Textverständlich wie kein Zweiter: Der Tenor Jonas Kaufmann will verstehen, was er singt. In deutsch, französisch oder italienisch, wie hier im "Tristan" an der Bayerischen Staatsoper, kein Problem für den Münchner. Die großen slawischen Partien wie Herrman in "Pique Dame" allerdings fehlen bislang in seinem Repertoire.

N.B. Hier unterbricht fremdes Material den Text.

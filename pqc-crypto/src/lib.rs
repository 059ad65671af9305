//! Dytallix PQC signature registry.
//!
//! Unified verification (and test/tooling signing) over the supported
//! post-quantum signature schemes:
//! - Dilithium3 (default) and Dilithium5, always compiled
//! - Falcon-1024 behind the `falcon` feature
//! - SPHINCS+ SHA2-128s-simple behind the `sphincs` feature
//!
//! An algorithm whose feature is not compiled in yields
//! `PqcVerifyError::FeatureNotCompiled`, never a silent `false`.

use std::str::FromStr;

use pqcrypto_dilithium::{dilithium3, dilithium5};
#[cfg(feature = "falcon")]
use pqcrypto_falcon::falcon1024;
#[cfg(feature = "sphincs")]
use pqcrypto_sphincsplus::sphincssha2128ssimple;
use pqcrypto_traits::sign::{
    DetachedSignature as _, PublicKey as _, SecretKey as _,
};
use thiserror::Error;

/// Identifiers accepted on the wire for each algorithm.
pub const ALG_DILITHIUM3: &str = "dilithium3";
pub const ALG_DILITHIUM5: &str = "dilithium5";
pub const ALG_FALCON1024: &str = "falcon1024";
pub const ALG_SPHINCS: &str = "sphincs_sha2_128s_simple";

#[derive(Debug, Clone, Copy, PartialEq, Eq, Default)]
pub enum PqcAlgorithm {
    #[default]
    Dilithium3,
    Dilithium5,
    Falcon1024,
    SphincsPlus,
}

impl PqcAlgorithm {
    pub fn as_str(&self) -> &'static str {
        match self {
            PqcAlgorithm::Dilithium3 => ALG_DILITHIUM3,
            PqcAlgorithm::Dilithium5 => ALG_DILITHIUM5,
            PqcAlgorithm::Falcon1024 => ALG_FALCON1024,
            PqcAlgorithm::SphincsPlus => ALG_SPHINCS,
        }
    }
}

impl FromStr for PqcAlgorithm {
    type Err = PqcVerifyError;

    fn from_str(s: &str) -> Result<Self, Self::Err> {
        match s {
            ALG_DILITHIUM3 => Ok(PqcAlgorithm::Dilithium3),
            ALG_DILITHIUM5 => Ok(PqcAlgorithm::Dilithium5),
            ALG_FALCON1024 => Ok(PqcAlgorithm::Falcon1024),
            ALG_SPHINCS => Ok(PqcAlgorithm::SphincsPlus),
            _ => Err(PqcVerifyError::UnsupportedAlgorithm(s.to_string())),
        }
    }
}

#[derive(Error, Debug)]
pub enum PqcVerifyError {
    #[error("Unsupported algorithm: {0}")]
    UnsupportedAlgorithm(String),

    #[error("Invalid public key for {algorithm}: {details}")]
    InvalidPublicKey { algorithm: String, details: String },

    #[error("Invalid signature for {algorithm}: {details}")]
    InvalidSignature { algorithm: String, details: String },

    #[error("Signature verification failed for {algorithm}")]
    VerificationFailed { algorithm: String },

    #[error("PQC feature not compiled: {feature}")]
    FeatureNotCompiled { feature: String },
}

/// Verify a detached signature over `msg`.
pub fn verify(
    alg: PqcAlgorithm,
    pubkey: &[u8],
    msg: &[u8],
    sig: &[u8],
) -> Result<(), PqcVerifyError> {
    match alg {
        PqcAlgorithm::Dilithium3 => verify_dilithium3(pubkey, msg, sig),
        PqcAlgorithm::Dilithium5 => verify_dilithium5(pubkey, msg, sig),
        PqcAlgorithm::Falcon1024 => {
            #[cfg(feature = "falcon")]
            {
                verify_falcon1024(pubkey, msg, sig)
            }
            #[cfg(not(feature = "falcon"))]
            {
                Err(PqcVerifyError::FeatureNotCompiled {
                    feature: "falcon".to_string(),
                })
            }
        }
        PqcAlgorithm::SphincsPlus => {
            #[cfg(feature = "sphincs")]
            {
                verify_sphincs_plus(pubkey, msg, sig)
            }
            #[cfg(not(feature = "sphincs"))]
            {
                Err(PqcVerifyError::FeatureNotCompiled {
                    feature: "sphincs".to_string(),
                })
            }
        }
    }
}

/// Generate a keypair as raw `(public, secret)` bytes. Used by the CLI
/// tooling and by tests; the node itself only verifies.
pub fn keypair(alg: PqcAlgorithm) -> Result<(Vec<u8>, Vec<u8>), PqcVerifyError> {
    match alg {
        PqcAlgorithm::Dilithium3 => {
            let (pk, sk) = dilithium3::keypair();
            Ok((pk.as_bytes().to_vec(), sk.as_bytes().to_vec()))
        }
        PqcAlgorithm::Dilithium5 => {
            let (pk, sk) = dilithium5::keypair();
            Ok((pk.as_bytes().to_vec(), sk.as_bytes().to_vec()))
        }
        PqcAlgorithm::Falcon1024 => {
            #[cfg(feature = "falcon")]
            {
                let (pk, sk) = falcon1024::keypair();
                Ok((pk.as_bytes().to_vec(), sk.as_bytes().to_vec()))
            }
            #[cfg(not(feature = "falcon"))]
            {
                Err(PqcVerifyError::FeatureNotCompiled {
                    feature: "falcon".to_string(),
                })
            }
        }
        PqcAlgorithm::SphincsPlus => {
            #[cfg(feature = "sphincs")]
            {
                let (pk, sk) = sphincssha2128ssimple::keypair();
                Ok((pk.as_bytes().to_vec(), sk.as_bytes().to_vec()))
            }
            #[cfg(not(feature = "sphincs"))]
            {
                Err(PqcVerifyError::FeatureNotCompiled {
                    feature: "sphincs".to_string(),
                })
            }
        }
    }
}

/// Produce a detached signature over `msg`.
pub fn sign(alg: PqcAlgorithm, sk: &[u8], msg: &[u8]) -> Result<Vec<u8>, PqcVerifyError> {
    match alg {
        PqcAlgorithm::Dilithium3 => {
            let sk = dilithium3::SecretKey::from_bytes(sk).map_err(|_| {
                PqcVerifyError::InvalidPublicKey {
                    algorithm: ALG_DILITHIUM3.to_string(),
                    details: format!(
                        "expected {} secret key bytes, got {}",
                        dilithium3::secret_key_bytes(),
                        sk.len()
                    ),
                }
            })?;
            Ok(dilithium3::detached_sign(msg, &sk).as_bytes().to_vec())
        }
        PqcAlgorithm::Dilithium5 => {
            let sk = dilithium5::SecretKey::from_bytes(sk).map_err(|_| {
                PqcVerifyError::InvalidPublicKey {
                    algorithm: ALG_DILITHIUM5.to_string(),
                    details: format!(
                        "expected {} secret key bytes, got {}",
                        dilithium5::secret_key_bytes(),
                        sk.len()
                    ),
                }
            })?;
            Ok(dilithium5::detached_sign(msg, &sk).as_bytes().to_vec())
        }
        PqcAlgorithm::Falcon1024 => {
            #[cfg(feature = "falcon")]
            {
                let sk = falcon1024::SecretKey::from_bytes(sk).map_err(|_| {
                    PqcVerifyError::InvalidPublicKey {
                        algorithm: ALG_FALCON1024.to_string(),
                        details: format!(
                            "expected {} secret key bytes, got {}",
                            falcon1024::secret_key_bytes(),
                            sk.len()
                        ),
                    }
                })?;
                Ok(falcon1024::detached_sign(msg, &sk).as_bytes().to_vec())
            }
            #[cfg(not(feature = "falcon"))]
            {
                Err(PqcVerifyError::FeatureNotCompiled {
                    feature: "falcon".to_string(),
                })
            }
        }
        PqcAlgorithm::SphincsPlus => {
            #[cfg(feature = "sphincs")]
            {
                let sk = sphincssha2128ssimple::SecretKey::from_bytes(sk).map_err(|_| {
                    PqcVerifyError::InvalidPublicKey {
                        algorithm: ALG_SPHINCS.to_string(),
                        details: format!(
                            "expected {} secret key bytes, got {}",
                            sphincssha2128ssimple::secret_key_bytes(),
                            sk.len()
                        ),
                    }
                })?;
                Ok(sphincssha2128ssimple::detached_sign(msg, &sk)
                    .as_bytes()
                    .to_vec())
            }
            #[cfg(not(feature = "sphincs"))]
            {
                Err(PqcVerifyError::FeatureNotCompiled {
                    feature: "sphincs".to_string(),
                })
            }
        }
    }
}

fn verify_dilithium3(pubkey: &[u8], msg: &[u8], sig: &[u8]) -> Result<(), PqcVerifyError> {
    let pk = dilithium3::PublicKey::from_bytes(pubkey).map_err(|_| {
        PqcVerifyError::InvalidPublicKey {
            algorithm: ALG_DILITHIUM3.to_string(),
            details: format!(
                "expected {} bytes, got {}",
                dilithium3::public_key_bytes(),
                pubkey.len()
            ),
        }
    })?;
    let sig = dilithium3::DetachedSignature::from_bytes(sig).map_err(|_| {
        PqcVerifyError::InvalidSignature {
            algorithm: ALG_DILITHIUM3.to_string(),
            details: format!(
                "expected {} bytes, got {}",
                dilithium3::signature_bytes(),
                sig.len()
            ),
        }
    })?;
    dilithium3::verify_detached_signature(&sig, msg, &pk).map_err(|_| {
        PqcVerifyError::VerificationFailed {
            algorithm: ALG_DILITHIUM3.to_string(),
        }
    })
}

fn verify_dilithium5(pubkey: &[u8], msg: &[u8], sig: &[u8]) -> Result<(), PqcVerifyError> {
    let pk = dilithium5::PublicKey::from_bytes(pubkey).map_err(|_| {
        PqcVerifyError::InvalidPublicKey {
            algorithm: ALG_DILITHIUM5.to_string(),
            details: format!(
                "expected {} bytes, got {}",
                dilithium5::public_key_bytes(),
                pubkey.len()
            ),
        }
    })?;
    let sig = dilithium5::DetachedSignature::from_bytes(sig).map_err(|_| {
        PqcVerifyError::InvalidSignature {
            algorithm: ALG_DILITHIUM5.to_string(),
            details: format!(
                "expected {} bytes, got {}",
                dilithium5::signature_bytes(),
                sig.len()
            ),
        }
    })?;
    dilithium5::verify_detached_signature(&sig, msg, &pk).map_err(|_| {
        PqcVerifyError::VerificationFailed {
            algorithm: ALG_DILITHIUM5.to_string(),
        }
    })
}

#[cfg(feature = "falcon")]
fn verify_falcon1024(pubkey: &[u8], msg: &[u8], sig: &[u8]) -> Result<(), PqcVerifyError> {
    let pk = falcon1024::PublicKey::from_bytes(pubkey).map_err(|_| {
        PqcVerifyError::InvalidPublicKey {
            algorithm: ALG_FALCON1024.to_string(),
            details: format!(
                "expected {} bytes, got {}",
                falcon1024::public_key_bytes(),
                pubkey.len()
            ),
        }
    })?;
    let sig = falcon1024::DetachedSignature::from_bytes(sig).map_err(|_| {
        PqcVerifyError::InvalidSignature {
            algorithm: ALG_FALCON1024.to_string(),
            details: format!("max {} bytes, got {}", falcon1024::signature_bytes(), sig.len()),
        }
    })?;
    falcon1024::verify_detached_signature(&sig, msg, &pk).map_err(|_| {
        PqcVerifyError::VerificationFailed {
            algorithm: ALG_FALCON1024.to_string(),
        }
    })
}

#[cfg(feature = "sphincs")]
fn verify_sphincs_plus(pubkey: &[u8], msg: &[u8], sig: &[u8]) -> Result<(), PqcVerifyError> {
    let pk = sphincssha2128ssimple::PublicKey::from_bytes(pubkey).map_err(|_| {
        PqcVerifyError::InvalidPublicKey {
            algorithm: ALG_SPHINCS.to_string(),
            details: format!(
                "expected {} bytes, got {}",
                sphincssha2128ssimple::public_key_bytes(),
                pubkey.len()
            ),
        }
    })?;
    let sig = sphincssha2128ssimple::DetachedSignature::from_bytes(sig).map_err(|_| {
        PqcVerifyError::InvalidSignature {
            algorithm: ALG_SPHINCS.to_string(),
            details: format!(
                "expected {} bytes, got {}",
                sphincssha2128ssimple::signature_bytes(),
                sig.len()
            ),
        }
    })?;
    sphincssha2128ssimple::verify_detached_signature(&sig, msg, &pk).map_err(|_| {
        PqcVerifyError::VerificationFailed {
            algorithm: ALG_SPHINCS.to_string(),
        }
    })
}

#[cfg(test)]
mod tests {
    use super::*;

    #[test]
    fn algorithm_parsing() {
        assert_eq!(
            PqcAlgorithm::from_str("dilithium3").unwrap(),
            PqcAlgorithm::Dilithium3
        );
        assert_eq!(
            PqcAlgorithm::from_str("dilithium5").unwrap(),
            PqcAlgorithm::Dilithium5
        );
        assert_eq!(
            PqcAlgorithm::from_str("falcon1024").unwrap(),
            PqcAlgorithm::Falcon1024
        );
        assert_eq!(
            PqcAlgorithm::from_str("sphincs_sha2_128s_simple").unwrap(),
            PqcAlgorithm::SphincsPlus
        );
        assert!(matches!(
            PqcAlgorithm::from_str("ed25519"),
            Err(PqcVerifyError::UnsupportedAlgorithm(_))
        ));
    }

    #[test]
    fn default_is_dilithium3() {
        assert_eq!(PqcAlgorithm::default(), PqcAlgorithm::Dilithium3);
    }

    #[test]
    fn dilithium3_roundtrip() {
        let (pk, sk) = keypair(PqcAlgorithm::Dilithium3).unwrap();
        let msg = b"dytallix canonical tx bytes";
        let sig = sign(PqcAlgorithm::Dilithium3, &sk, msg).unwrap();
        assert!(verify(PqcAlgorithm::Dilithium3, &pk, msg, &sig).is_ok());
    }

    #[test]
    fn dilithium3_rejects_tampered_message() {
        let (pk, sk) = keypair(PqcAlgorithm::Dilithium3).unwrap();
        let sig = sign(PqcAlgorithm::Dilithium3, &sk, b"original").unwrap();
        assert!(matches!(
            verify(PqcAlgorithm::Dilithium3, &pk, b"tampered", &sig),
            Err(PqcVerifyError::VerificationFailed { .. })
        ));
    }

    #[test]
    fn dilithium5_roundtrip() {
        let (pk, sk) = keypair(PqcAlgorithm::Dilithium5).unwrap();
        let msg = b"hello";
        let sig = sign(PqcAlgorithm::Dilithium5, &sk, msg).unwrap();
        assert!(verify(PqcAlgorithm::Dilithium5, &pk, msg, &sig).is_ok());
    }

    #[test]
    fn wrong_size_public_key_is_typed_error() {
        let (_, sk) = keypair(PqcAlgorithm::Dilithium3).unwrap();
        let sig = sign(PqcAlgorithm::Dilithium3, &sk, b"msg").unwrap();
        assert!(matches!(
            verify(PqcAlgorithm::Dilithium3, &[0u8; 7], b"msg", &sig),
            Err(PqcVerifyError::InvalidPublicKey { .. })
        ));
    }

    #[test]
    fn cross_algorithm_key_is_rejected() {
        // A Dilithium5 key has a different size than Dilithium3 expects.
        let (pk5, _) = keypair(PqcAlgorithm::Dilithium5).unwrap();
        let (_, sk3) = keypair(PqcAlgorithm::Dilithium3).unwrap();
        let sig = sign(PqcAlgorithm::Dilithium3, &sk3, b"msg").unwrap();
        assert!(matches!(
            verify(PqcAlgorithm::Dilithium3, &pk5, b"msg", &sig),
            Err(PqcVerifyError::InvalidPublicKey { .. })
        ));
    }

    #[cfg(not(feature = "falcon"))]
    #[test]
    fn falcon_not_compiled_is_typed_error() {
        match verify(PqcAlgorithm::Falcon1024, b"pk", b"msg", b"sig") {
            Err(PqcVerifyError::FeatureNotCompiled { feature }) => {
                assert_eq!(feature, "falcon")
            }
            other => panic!("expected FeatureNotCompiled, got {other:?}"),
        }
    }

    #[cfg(not(feature = "sphincs"))]
    #[test]
    fn sphincs_not_compiled_is_typed_error() {
        match verify(PqcAlgorithm::SphincsPlus, b"pk", b"msg", b"sig") {
            Err(PqcVerifyError::FeatureNotCompiled { feature }) => {
                assert_eq!(feature, "sphincs")
            }
            other => panic!("expected FeatureNotCompiled, got {other:?}"),
        }
    }
}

Susanne Thormann-Metzner kennt diese Bedenken nur allzu gut. Via-Zoom-Gespräch erzählt sie von einer sehr bekannten Sopranistin, die sie sich ganz wunderbar als Tatjana in Tschaikowskys "Eugen Onegin" hätte vorstellen können. Doch die Sängerin, deren Namen sie nicht verrät, habe das Gefühl gehabt, im Russischen den eigenen Ansprüchen nicht genügen zu können. Als Sprachcoach an der Bayerischen Staatsoper ist es Thormann-Metzners Aufgabe, den Künstlern solche Berührungsängste zu nehmen. Sie an Idiome heranzuführen, die ihnen anfangs - ihre "Schülerin" Mezzosopranistin Angela Brower bringt es auf den Punkt - wie eine "Sprache von Aliens" vorkommen. Wie gut das funktioniert hat, kann man aktuell in Leoš Janáčeks Oper "Das schlaue Füchslein" im Nationaltheater erleben. Brower, die Frau aus Phoenix, Arizona, singt da tief berührend den Fuchs in Tschechisch, gar im Mährischen Dialekt.
An der Seite der Sänger: Sprachcoach an der Bayerischen Staatsoper Susanne Thormann-Metzner (rechts) hier zusammen mit Sopranistin Selene Zanetti.